A Clemenger promotion
Another staff announcement out of the Clemenger Group this week was the promotion of Brigid Alkema to the position of chief creative officer of the Wellington office of Clemenger BBDO.
She also became the first female New Zealander to be appointed to the global BBDO creative board.
The promotion comes off the back of years of award-winning work, particularly for Government clients.
Clemenger BBDO’s client portfolio includes Waka Kotahi, the Department of the Prime Minister and Cabinet, the Human Rights Commission, the Energy Efficiency & Conservation Authority and the Ministry of Social Development.
The agency has been behind much of the Covid-19 communications released by the Government since the start of the pandemic.
“We’re proud to produce work that makes a difference in Aotearoa,” said Alkema.
“There’s a weight to these problems, we take them seriously and we try our best to get it right. When our work connects with people and moves them – we feel good.
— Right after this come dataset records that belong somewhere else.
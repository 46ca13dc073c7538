//! Job title and industry classification.

use crate::contact::{ContactPayload, SocialPlatform, SocialProfile};
use serde::{Deserialize, Serialize};
use std::collections::BTreeMap;
use strum::{Display, EnumString};

#[derive(
    Debug, Clone, Copy, PartialEq, Eq, Hash, PartialOrd, Ord, Serialize, Deserialize, Display, EnumString,
)]
#[serde(rename_all = "snake_case")]
#[strum(serialize_all = "snake_case")]
pub enum JobLevel {
    Executive,
    Director,
    Manager,
    Senior,
    IndividualContributor,
    Entry,
    Unknown,
}

#[derive(
    Debug, Clone, Copy, PartialEq, Eq, Hash, PartialOrd, Ord, Serialize, Deserialize, Display, EnumString,
)]
#[serde(rename_all = "snake_case")]
#[strum(serialize_all = "snake_case")]
pub enum Department {
    Engineering,
    Sales,
    Marketing,
    Finance,
    Operations,
    HumanResources,
    Legal,
    Product,
    Design,
    Support,
    Executive,
    Other,
}

#[derive(
    Debug, Clone, Copy, PartialEq, Eq, Hash, PartialOrd, Ord, Serialize, Deserialize, Display, EnumString,
)]
#[serde(rename_all = "snake_case")]
#[strum(serialize_all = "snake_case")]
pub enum IndustryCategory {
    Technology,
    Finance,
    Healthcare,
    Education,
    Manufacturing,
    Retail,
    Media,
    ProfessionalServices,
    Government,
    NonProfit,
    RealEstate,
    Energy,
    Other,
}

/// Result of the optional professional-networking pass.
#[derive(Debug, Clone, PartialEq, Serialize, Deserialize)]
#[serde(rename_all = "camelCase")]
pub struct ProfessionalAnalysis {
    pub job_level: JobLevel,
    pub department: Department,
    #[serde(default, skip_serializing_if = "Option::is_none")]
    pub industry_category: Option<IndustryCategory>,
    pub has_linkedin: bool,
    pub is_business_email: bool,
    /// 0..=100; how complete the professional footprint is.
    pub networking_score: u8,
    pub suggestions: Vec<String>,
}

const FREE_MAIL_DOMAINS: &[&str] = &[
    "gmail.com",
    "googlemail.com",
    "yahoo.com",
    "hotmail.com",
    "outlook.com",
    "live.com",
    "aol.com",
    "icloud.com",
    "me.com",
    "proton.me",
    "protonmail.com",
    "gmx.com",
    "mail.com",
    "yandex.com",
    "zoho.com",
];

fn has_word(text: &str, words: &[&str]) -> bool {
    text.split(|c: char| !c.is_ascii_alphanumeric())
        .filter(|w| !w.is_empty())
        .any(|w| words.contains(&w))
}

fn has_phrase(text: &str, phrases: &[&str]) -> bool {
    phrases.iter().any(|p| text.contains(p))
}

pub fn classify_job_level(title: &str) -> JobLevel {
    let t = title.to_ascii_lowercase();
    if t.trim().is_empty() {
        return JobLevel::Unknown;
    }
    if has_word(&t, &["ceo", "cto", "cfo", "coo", "cmo", "cio", "ciso", "founder", "cofounder", "president", "owner", "partner"])
        || has_phrase(&t, &["chief ", "co-founder", "managing director"])
    {
        JobLevel::Executive
    } else if has_word(&t, &["vp", "svp", "evp", "director", "head"]) || has_phrase(&t, &["vice president"]) {
        JobLevel::Director
    } else if has_word(&t, &["manager", "lead", "supervisor", "principal"]) {
        JobLevel::Manager
    } else if has_word(&t, &["senior", "sr", "staff", "architect"]) {
        JobLevel::Senior
    } else if has_word(&t, &["intern", "junior", "jr", "trainee", "apprentice", "graduate", "assistant"]) {
        JobLevel::Entry
    } else {
        JobLevel::IndividualContributor
    }
}

pub fn classify_department(title: &str) -> Department {
    let t = title.to_ascii_lowercase();
    if has_word(&t, &["ceo", "coo", "president", "founder", "cofounder"]) || has_phrase(&t, &["co-founder", "managing director"]) {
        Department::Executive
    } else if has_word(&t, &["engineer", "engineering", "developer", "software", "devops", "cto", "sre", "programmer", "architect", "data"]) {
        Department::Engineering
    } else if has_word(&t, &["sales", "account", "business", "bdr", "sdr"]) {
        Department::Sales
    } else if has_word(&t, &["marketing", "cmo", "growth", "brand", "content", "seo", "communications"]) {
        Department::Marketing
    } else if has_word(&t, &["finance", "cfo", "accountant", "accounting", "controller", "treasurer"]) {
        Department::Finance
    } else if has_word(&t, &["hr", "people", "recruiter", "recruiting", "talent"]) || has_phrase(&t, &["human resources"]) {
        Department::HumanResources
    } else if has_word(&t, &["legal", "counsel", "attorney", "lawyer", "compliance"]) {
        Department::Legal
    } else if has_word(&t, &["product"]) {
        Department::Product
    } else if has_word(&t, &["design", "designer", "ux", "ui"]) {
        Department::Design
    } else if has_word(&t, &["support", "success", "service"]) {
        Department::Support
    } else if has_word(&t, &["operations", "ops", "logistics", "coo"]) {
        Department::Operations
    } else {
        Department::Other
    }
}

pub fn classify_industry(industry: &str) -> IndustryCategory {
    let t = industry.to_ascii_lowercase();
    if has_word(&t, &["software", "technology", "tech", "saas", "it", "internet", "computer", "telecommunications", "ai"]) {
        IndustryCategory::Technology
    } else if has_word(&t, &["finance", "financial", "banking", "bank", "insurance", "investment", "fintech"]) {
        IndustryCategory::Finance
    } else if has_word(&t, &["health", "healthcare", "medical", "hospital", "pharmaceutical", "pharma", "biotech"]) {
        IndustryCategory::Healthcare
    } else if has_word(&t, &["education", "university", "school", "edtech", "learning"]) {
        IndustryCategory::Education
    } else if has_word(&t, &["manufacturing", "industrial", "automotive", "aerospace"]) {
        IndustryCategory::Manufacturing
    } else if has_word(&t, &["retail", "ecommerce", "commerce", "consumer"]) {
        IndustryCategory::Retail
    } else if has_word(&t, &["media", "entertainment", "publishing", "advertising", "news"]) {
        IndustryCategory::Media
    } else if has_word(&t, &["consulting", "legal", "accounting", "services", "agency"]) {
        IndustryCategory::ProfessionalServices
    } else if has_word(&t, &["government", "public", "defense"]) {
        IndustryCategory::Government
    } else if has_word(&t, &["nonprofit", "charity", "ngo"]) || has_phrase(&t, &["non-profit"]) {
        IndustryCategory::NonProfit
    } else if has_phrase(&t, &["real estate", "property"]) {
        IndustryCategory::RealEstate
    } else if has_word(&t, &["energy", "oil", "gas", "utilities", "renewable", "solar"]) {
        IndustryCategory::Energy
    } else {
        IndustryCategory::Other
    }
}

/// True when the address is not on a free-mail provider.
pub fn is_business_email(email: &str) -> bool {
    email
        .rsplit_once('@')
        .map(|(_, domain)| domain.trim().to_ascii_lowercase())
        .is_some_and(|domain| !domain.is_empty() && !FREE_MAIL_DOMAINS.contains(&domain.as_str()))
}

/// Classifies the contact and scores its professional footprint.
pub fn analyze(
    payload: &ContactPayload,
    profiles: &BTreeMap<SocialPlatform, SocialProfile>,
) -> ProfessionalAnalysis {
    let title = payload.job_title.as_deref().unwrap_or_default();
    let job_level = classify_job_level(title);
    let department = classify_department(title);
    let industry_category = payload.industry.as_deref().map(classify_industry);
    let has_linkedin = profiles.contains_key(&SocialPlatform::Linkedin);
    let is_business_email = payload.email.as_deref().is_some_and(is_business_email);

    let mut score: u32 = 0;
    let mut suggestions = Vec::new();
    if has_linkedin {
        score += 35;
    } else {
        suggestions.push("Add a LinkedIn profile".to_string());
    }
    if is_business_email {
        score += 25;
    } else if payload.email.is_some() {
        suggestions.push("Prefer a business email address".to_string());
    } else {
        suggestions.push("Add an email address".to_string());
    }
    if job_level != JobLevel::Unknown {
        score += 15;
    } else {
        suggestions.push("Add a job title".to_string());
    }
    if payload.company.as_deref().is_some_and(|c| !c.trim().is_empty()) {
        score += 15;
    } else {
        suggestions.push("Add a company name".to_string());
    }
    if industry_category.is_some() {
        score += 10;
    } else {
        suggestions.push("Add an industry".to_string());
    }

    ProfessionalAnalysis {
        job_level,
        department,
        industry_category,
        has_linkedin,
        is_business_email,
        networking_score: score.min(100) as u8,
        suggestions,
    }
}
We’re having fun and we’re forever learning. I couldn’t work at a better place, alongside a better bunch of people.”
Alkema isn’t ready to rest on her laurels yet.
“Tomorrow sees us striving to ace an environment that looks after a diverse team the best we possibly can,” she said.
“As the world turns, how do we keep building an environment that supports high performers to operate on the edge? What does work/life harmony look like when it’s humming for each individual as well as for the team? And how do we help our people enjoy ‘hard’ when we all agree, the kind of wins we want are on the other side of it? These are some of the challenges I look forward to solving with the brilliant minds of the BBDO board.”
Garrett's new role
In other news this week, former Colenso BBDO boss Nick Garrett was confirmed as a partner at Deloitte Creative.
Garrett was the chief executive at Colenso BBDO between 2010 and 2015, before crossing the Tasman to take over the reins at Clemenger BBDO in Melbourne.
He eventually left the Clemenger Group in 2019 and has been consulting independently for the past 18 months.
His move to Deloitte marks a continuation of a trend that has seen top advertising talent join the consulting giants, which have made no secret of their ambitions to occupy this space.
Locally, we recently saw Justin Mowday and Damon Stapleton leave DDB to set up The Monkeys for Accenture in the local market.
In the past few weeks, the consulting firm also named advertising legend David Droga as the chief executive and creative chairman of Accenture Interactive.
The appointment of this calibre of talent indicates that the major consulting firms are willing to invest an enormous amount into this space.
Should this trend continue, traditional advertising agencies could face a challenge in terms of holding onto their top-tier staff.